La historia del padre Gabriele Amorth es tan impactante, que el director Julius Avery decidió llevarla al cine con ‘El exorcista del Papa’, un filme por el que no querrás que caiga la noche.
La película protagonizada por Russell Crowe refleja la vida del sacerdote italiano que con su experiencia se convirtió en el exorcista jefe del Vaticano.
Durante su trayectoria, el padre realizó más de 100 mil exorcismos, de los cuales existen archivos oficiales como prueba de su profesión.
Aunque son muchas las historias de terror que existen, son pocas las que realmente te impactan y esta que se estrenó el 5 de abril, es bastante prometedora.
Quién fue Gabriele Amorth
Motivado por su fe, Gabriele Amorth, que nació en Módena, en 1925, se ordenó como sacerdote católico en 1954; sin embargo, tuvieron que pasar 30 años para convertirse en exorcista.
El primero que realizó fue bajo la tutela del padre Candido Amantini y para el año 2000 ya había hecho más de 50 mil. De cada uno llevaba un registro y escribió publicaciones al respecto, sobre todo, de los casos más impactantes o complicados.
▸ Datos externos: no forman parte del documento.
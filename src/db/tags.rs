//! # 태그 데이터베이스 쿼리 모듈
//!
//! 태그 조회/생성 및 레시피-태그 관계 조회 쿼리 함수들입니다.
//!
//! ## 테이블 구조
//! - `tags`: 태그 엔티티 (id, name, color, slug)
//! - `recipe_tags`: 레시피와 태그의 다대다(N:M) 관계 테이블

use crate::db::conflict_on_unique;
use crate::error::AppError;
use crate::models::*;
use sqlx::SqlitePool;

/// 모든 태그를 slug 순으로 조회합니다.
pub async fn list_tags(pool: &SqlitePool) -> Result<Vec<Tag>, AppError> {
    let tags = sqlx::query_as::<_, Tag>("SELECT id, name, color, slug FROM tags ORDER BY slug")
        .fetch_all(pool)
        .await?;

    Ok(tags)
}

/// ID로 태그 하나를 조회합니다.
///
/// `fetch_optional`은 결과가 0행이면 None, 1행이면 Some(Tag)을 반환합니다.
pub async fn get_tag(pool: &SqlitePool, id: &str) -> Result<Option<Tag>, AppError> {
    let tag = sqlx::query_as::<_, Tag>("SELECT id, name, color, slug FROM tags WHERE id = ?")
        .bind(id)
        .fetch_optional(pool)
        .await?;

    Ok(tag)
}

/// 새 태그를 생성합니다.
///
/// slug가 없으면 `slug::slugify(name)`으로 만듭니다.
/// 이름/색상/slug 중 하나라도 겹치면 `Conflict`를 반환합니다.
pub async fn create_tag(pool: &SqlitePool, new_tag: &NewTag) -> Result<Tag, AppError> {
    if !is_hex_color(&new_tag.color) {
        return Err(AppError::BadRequest(format!(
            "Invalid HEX color: {}",
            new_tag.color
        )));
    }

    let id = uuid::Uuid::now_v7().to_string();
    let slug = new_tag
        .slug
        .clone()
        .unwrap_or_else(|| slug::slugify(&new_tag.name));

    sqlx::query("INSERT INTO tags (id, name, color, slug) VALUES (?, ?, ?, ?)")
        .bind(&id)
        .bind(&new_tag.name)
        .bind(&new_tag.color)
        .bind(&slug)
        .execute(pool)
        .await
        .map_err(|e| conflict_on_unique(e, "Tag with this name, color or slug already exists"))?;

    get_tag(pool, &id)
        .await?
        .ok_or(AppError::Internal("Failed to retrieve created tag".to_string()))
}

pub async fn count_tags(pool: &SqlitePool) -> Result<i64, AppError> {
    let (count,) = sqlx::query_as::<_, (i64,)>("SELECT COUNT(*) FROM tags")
        .fetch_one(pool)
        .await?;
    Ok(count)
}

/// 특정 레시피에 연결된 모든 태그를 조회합니다.
///
/// ```sql
/// tags ←── recipe_tags ──→ recipes
///  (1)        (N:M)           (1)
/// ```
pub async fn get_recipe_tags(pool: &SqlitePool, recipe_id: &str) -> Result<Vec<Tag>, AppError> {
    let tags = sqlx::query_as::<_, Tag>(
        r#"
        SELECT t.id, t.name, t.color, t.slug
        FROM tags t
        JOIN recipe_tags rt ON rt.tag_id = t.id
        WHERE rt.recipe_id = ?
        ORDER BY t.slug
        "#,
    )
    .bind(recipe_id)
    .fetch_all(pool)
    .await?;

    Ok(tags)
}
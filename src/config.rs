//! # 애플리케이션 설정(Configuration) 모듈
//!
//! 환경변수에서 서버 설정값을 읽어오는 모듈입니다.
//! `.env` 파일이나 시스템 환경변수에서 값을 가져옵니다.
//!
//! 설정 항목:
//! - `DATABASE_URL`: SQLite 데이터베이스 경로 (필수)
//! - `JWT_SECRET`: JWT 토큰 서명에 사용할 비밀키 (필수)
//! - `MEDIA_PATH`: 레시피 이미지 저장 디렉토리
//! - `MEDIA_URL`: 이미지가 서빙되는 URL 접두사
//! - `PAGE_SIZE`: 목록 API의 기본 페이지 크기
//! - `FIXTURES_PATH`: 태그/재료 초기 데이터 JSON 파일 (선택)
//! - `HOST`, `PORT`: 서버 바인딩 주소

use std::env;

/// 애플리케이션 전체 설정을 담는 구조체
///
/// 서버 시작 시 환경변수에서 한 번 읽어온 후,
/// 애플리케이션 전체에서 공유됩니다.
#[derive(Debug, Clone)]
pub struct Config {
    /// SQLite 데이터베이스 주소 (예: "sqlite:data/foodgram.db?mode=rwc")
    pub database_url: String,
    /// JWT 토큰 서명/검증에 사용하는 비밀키
    pub jwt_secret: String,
    /// 업로드된 레시피 이미지가 저장되는 디렉토리
    pub media_path: String,
    /// 이미지 URL 접두사 (기본값: "/media")
    pub media_url: String,
    /// 페이지당 기본 항목 수 (기본값: 6)
    pub page_size: i64,
    /// 태그/재료 픽스처 파일 경로. 없으면 초기 데이터를 적재하지 않습니다.
    pub fixtures_path: Option<String>,
    /// 서버가 바인딩할 호스트 주소 (기본값: "0.0.0.0")
    pub host: String,
    /// 서버 포트 번호 (기본값: 3000)
    pub port: u16,
}

impl Config {
    /// 환경변수에서 설정값을 읽어 Config 인스턴스를 생성합니다.
    ///
    /// # 에러
    /// `DATABASE_URL`과 `JWT_SECRET`은 필수이며, 없으면 에러가 발생합니다.
    /// 나머지 설정은 기본값이 있어 환경변수가 없어도 동작합니다.
    pub fn from_env() -> Result<Self, env::VarError> {
        Ok(Self {
            database_url: env::var("DATABASE_URL")?,
            jwt_secret: env::var("JWT_SECRET")?,
            media_path: env::var("MEDIA_PATH").unwrap_or_else(|_| "data/media".to_string()),
            media_url: env::var("MEDIA_URL")
                .map(|url| url.trim_end_matches('/').to_string())
                .unwrap_or_else(|_| "/media".to_string()),
            // 0 이하의 값은 쓸모가 없으므로 기본값으로 되돌립니다.
            page_size: env::var("PAGE_SIZE")
                .ok()
                .and_then(|v| v.parse().ok())
                .filter(|size: &i64| *size > 0)
                .unwrap_or(6),
            // .ok(): 환경변수가 없으면 None
            fixtures_path: env::var("FIXTURES_PATH").ok(),
            host: env::var("HOST").unwrap_or_else(|_| "0.0.0.0".to_string()),
            port: env::var("PORT")
                .unwrap_or_else(|_| "3000".to_string())
                .parse()
                .unwrap_or(3000),
        })
    }
}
Para septiembre del 2016, fecha en que murió, Gabriele superaba los 100 mil exorcismos.

Lo que hizo antes del ‘llamado de Dios’
Desde joven sabía que lo suyo era dedicarse a Dios, pero antes de eso, le recomendaron probar un poco de todo antes de hacerlo, pues tenía 17 años y podría cambiar fácilmente de decisión.
Gabriele luchó contra los fascistas tras ser llamado por el ejército italiano durante la Segunda Guerra Mundial. Después estudió Derecho y trabajó en el Partido Democrático Cristiano con Giulio Andreotti, que más tarde fue primer ministro de este país.
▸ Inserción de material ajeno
//! # 레시피(Recipe) 라우트 핸들러
//!
//! 레시피의 CRUD(생성/조회/수정/삭제)를 처리하는 HTTP 핸들러 함수들입니다.
//!
//! ## 엔드포인트
//! - `GET    /api/recipes`       → 레시피 목록 (필터 + 페이지네이션)
//! - `POST   /api/recipes`       → 새 레시피 생성 (로그인 필요)
//! - `GET    /api/recipes/{id}`  → 단일 레시피 조회
//! - `PATCH  /api/recipes/{id}`  → 레시피 수정 (작성자만)
//! - `DELETE /api/recipes/{id}`  → 레시피 삭제 (작성자만)
//!
//! ## Axum 핸들러 패턴
//! - `State(state)`: 앱 전역 상태 (DB 풀, 설정 등)
//! - `AuthUser` / `MaybeAuthUser`: Authorization 헤더에서 현재 사용자 추출
//! - `Path(id)`: URL 경로 파라미터
//! - `Json(body)`: 요청 본문을 구조체로 파싱 (항상 마지막 인자)

use crate::{
    db,
    error::AppError,
    middleware::auth::{AuthUser, MaybeAuthUser},
    models::*,
    services::images,
};
use axum::{
    extract::{Path, Query, State},
    http::StatusCode,
    Json,
};
use sqlx::SqlitePool;

/// 애플리케이션 공유 상태
///
/// 모든 요청 핸들러가 `State(state): State<AppState>`로 접근합니다.
/// SqlitePool은 내부적으로 Arc를 사용하므로 clone해도 같은 풀을 가리킵니다.
#[derive(Clone)]
pub struct AppState {
    /// SQLite 연결 풀
    pub pool: SqlitePool,
    /// JWT 토큰 서명용 비밀키
    pub jwt_secret: String,
    /// 레시피 이미지 저장 디렉토리
    pub media_path: String,
    /// 이미지 URL 접두사
    pub media_url: String,
    /// 목록 API의 기본 페이지 크기
    pub page_size: i64,
}

/// `GET /recipes`: 레시피 목록을 최신순으로 조회합니다.
///
/// `tags`는 여러 번 올 수 있으므로(`?tags=lunch&tags=dinner`)
/// 쿼리 문자열을 (키, 값) 쌍 목록으로 받아 `RecipeFilter`로 해석합니다.
pub async fn list_recipes(
    State(state): State<AppState>,
    viewer: MaybeAuthUser,
    Query(pairs): Query<Vec<(String, String)>>,
) -> Result<Json<Page<RecipeResponse>>, AppError> {
    let filter = RecipeFilter::from_query(&pairs)?;
    let window = filter.page_params().window(state.page_size);

    let (rows, count) = db::list_recipes(&state.pool, &filter, viewer.user_id(), window).await?;

    let mut results = Vec::with_capacity(rows.len());
    for row in rows {
        results.push(recipe_response(&state, row, viewer.user_id()).await?);
    }

    Ok(Json(Page::new(results, count, window)))
}

/// `GET /recipes/{id}`: 단일 레시피를 조회합니다.
pub async fn get_recipe(
    State(state): State<AppState>,
    viewer: MaybeAuthUser,
    Path(id): Path<String>,
) -> Result<Json<RecipeResponse>, AppError> {
    let recipe = db::get_recipe(&state.pool, &id)
        .await?
        .ok_or(AppError::NotFound)?;

    Ok(Json(recipe_response(&state, recipe, viewer.user_id()).await?))
}

/// `POST /recipes`: 새 레시피를 생성합니다. → `201 Created`
///
/// ## 처리 흐름
/// 1. 요청 DTO 검증 (DB에 닿기 전)
/// 2. 이미지를 디스크에 저장
/// 3. 트랜잭션 안에서 레시피 본문 + 재료 링크 + 태그 링크 삽입
/// 4. 트랜잭션이 실패하면 저장했던 이미지를 지웁니다
pub async fn create_recipe(
    State(state): State<AppState>,
    auth_user: AuthUser,
    Json(req): Json<CreateRecipeRequest>,
) -> Result<(StatusCode, Json<RecipeResponse>), AppError> {
    req.validate()?;

    let image_path = images::save_image(&state.media_path, &req.image).await?;
    let id = uuid::Uuid::now_v7().to_string();

    if let Err(e) = write_new_recipe(&state.pool, &id, &auth_user.user_id, &req, &image_path).await {
        images::remove_image(&state.media_path, &image_path).await;
        return Err(e);
    }
    tracing::info!("User {} created recipe {}", auth_user.user_id, id);

    let recipe = db::get_recipe(&state.pool, &id)
        .await?
        .ok_or(AppError::Internal("Failed to retrieve created recipe".to_string()))?;
    let response = recipe_response(&state, recipe, Some(&auth_user.user_id)).await?;

    Ok((StatusCode::CREATED, Json(response)))
}

async fn write_new_recipe(
    pool: &SqlitePool,
    id: &str,
    author_id: &str,
    req: &CreateRecipeRequest,
    image_path: &str,
) -> Result<(), AppError> {
    // pool.begin(): 트랜잭션 시작. commit() 전에 에러로 빠져나가면 drop 시 자동 롤백됩니다.
    let mut tx = pool.begin().await?;
    db::insert_recipe(&mut *tx, id, author_id, req, image_path).await?;
    db::replace_ingredients(&mut *tx, id, &req.ingredients).await?;
    db::replace_tags(&mut *tx, id, &req.tags).await?;
    tx.commit().await?;
    Ok(())
}

/// `PATCH /recipes/{id}`: 레시피를 수정합니다. 작성자만 가능합니다.
///
/// 본문에 있는 스칼라 필드만 바꿉니다.
/// `ingredients`/`tags`는 비어 있지 않은 목록일 때만 전체 교체되고,
/// 빠지거나 빈 목록이면 기존 링크가 그대로 남습니다.
pub async fn update_recipe(
    State(state): State<AppState>,
    auth_user: AuthUser,
    Path(id): Path<String>,
    Json(req): Json<UpdateRecipeRequest>,
) -> Result<Json<RecipeResponse>, AppError> {
    req.validate()?;

    let recipe = db::get_recipe(&state.pool, &id)
        .await?
        .ok_or(AppError::NotFound)?;
    if recipe.author_id != auth_user.user_id {
        return Err(AppError::Forbidden(
            "Only the author can change this recipe".to_string(),
        ));
    }

    let new_image = match &req.image {
        Some(data_url) => Some(images::save_image(&state.media_path, data_url).await?),
        None => None,
    };

    match write_recipe_update(&state.pool, &id, &req, new_image.as_deref()).await {
        Ok(()) => {
            // 새 이미지로 바뀌었으면 이전 파일은 더 이상 참조되지 않습니다.
            if new_image.is_some() {
                images::remove_image(&state.media_path, &recipe.image).await;
            }
        }
        Err(e) => {
            if let Some(path) = &new_image {
                images::remove_image(&state.media_path, path).await;
            }
            return Err(e);
        }
    }
    tracing::info!("User {} updated recipe {}", auth_user.user_id, id);

    let recipe = db::get_recipe(&state.pool, &id)
        .await?
        .ok_or(AppError::NotFound)?;
    Ok(Json(
        recipe_response(&state, recipe, Some(&auth_user.user_id)).await?,
    ))
}

async fn write_recipe_update(
    pool: &SqlitePool,
    id: &str,
    req: &UpdateRecipeRequest,
    image_path: Option<&str>,
) -> Result<(), AppError> {
    let mut tx = pool.begin().await?;
    db::update_recipe_fields(&mut *tx, id, req, image_path).await?;
    if let Some(ingredients) = req.replacement_ingredients() {
        db::replace_ingredients(&mut *tx, id, ingredients).await?;
    }
    if let Some(tags) = req.replacement_tags() {
        db::replace_tags(&mut *tx, id, tags).await?;
    }
    tx.commit().await?;
    Ok(())
}

/// `DELETE /recipes/{id}`: 레시피를 삭제합니다. 작성자만 가능합니다. → `204 No Content`
///
/// 재료/태그 링크, 즐겨찾기, 장바구니 행은 `ON DELETE CASCADE`로 함께 삭제됩니다.
pub async fn delete_recipe(
    State(state): State<AppState>,
    auth_user: AuthUser,
    Path(id): Path<String>,
) -> Result<StatusCode, AppError> {
    let recipe = db::get_recipe(&state.pool, &id)
        .await?
        .ok_or(AppError::NotFound)?;
    if recipe.author_id != auth_user.user_id {
        return Err(AppError::Forbidden(
            "Only the author can delete this recipe".to_string(),
        ));
    }

    let deleted = db::delete_recipe(&state.pool, &id).await?;
    if !deleted {
        return Err(AppError::NotFound);
    }
    images::remove_image(&state.media_path, &recipe.image).await;
    tracing::info!("User {} deleted recipe {}", auth_user.user_id, id);

    Ok(StatusCode::NO_CONTENT)
}

/// 레시피 행을 상세 응답으로 조립합니다.
///
/// `viewer`가 None(익명)이면 구독/즐겨찾기/장바구니 여부는 모두 false입니다.
pub(crate) async fn recipe_response(
    state: &AppState,
    recipe: RecipeRow,
    viewer: Option<&str>,
) -> Result<RecipeResponse, AppError> {
    let author = db::users::find_by_id(&state.pool, &recipe.author_id)
        .await?
        .ok_or(AppError::Internal("Recipe author is missing".to_string()))?;
    let tags = db::get_recipe_tags(&state.pool, &recipe.id).await?;
    let ingredients = db::get_recipe_ingredients(&state.pool, &recipe.id).await?;

    let (is_subscribed, is_favorited, is_in_shopping_cart) = match viewer {
        Some(user_id) => (
            db::is_following(&state.pool, user_id, &author.id).await?,
            db::in_collection(&state.pool, db::RecipeCollection::Favorites, user_id, &recipe.id)
                .await?,
            db::in_collection(
                &state.pool,
                db::RecipeCollection::ShoppingCart,
                user_id,
                &recipe.id,
            )
            .await?,
        ),
        None => (false, false, false),
    };

    Ok(RecipeResponse {
        id: recipe.id,
        tags,
        author: UserResponse::new(author, is_subscribed),
        ingredients,
        is_favorited,
        is_in_shopping_cart,
        name: recipe.name,
        image: images::image_url(&state.media_url, &recipe.image),
        text: recipe.text,
        cooking_time: recipe.cooking_time,
        pub_date: recipe.pub_date,
    })
}

/// 짧은 레시피 표현의 이미지 경로를 URL로 바꿉니다.
pub(crate) fn short_response(state: &AppState, recipe: RecipeShort) -> RecipeShort {
    RecipeShort {
        image: images::image_url(&state.media_url, &recipe.image),
        ..recipe
    }
}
A pesar de las recomendaciones que le hicieron, Amorth estaba convencido de que quería ser sacerdote y en 1951 hizo sis votos para formar parte oficialmente de la Iglesia.
En 1986 comenzó a asistir en los exorcismos a Candido Amantini, quien en ese entonces era exorcista jefe del Vaticano. Con su muerte en 1992, Gabriele ocupó su este cargo.
Los exorcismos de Gabriele Amorth
Durante 30 años de trayectoria, Gabriele Amorth siempre fue un profesional, nunca practicó un exorcismo sin antes estar seguro que se trataba de una posesión, y no de una enfermedad mental.
En 1990 fundó la Asociación Internacional de Exorcistas, de la que fue presidente durante 10 años y publicó 2 libros en donde plasmo sus experiencias como exorcista jefe del Vaticano: An Exorcist Tells His Story y An Exorcist: More Stories.
Para los rituales utilizaba crucifijos, aceites y agua bendita, un libro de rezos y una estola morada que habitualmente colocaba sobre la persona poseída.
“¿Yo, miedo de Satanás? Es él quien debe tener miedo de mí. Yo trabajo en nombre del Señor del mundo. Y él es solo el mono de Dios”, escribió en uno de sus libros.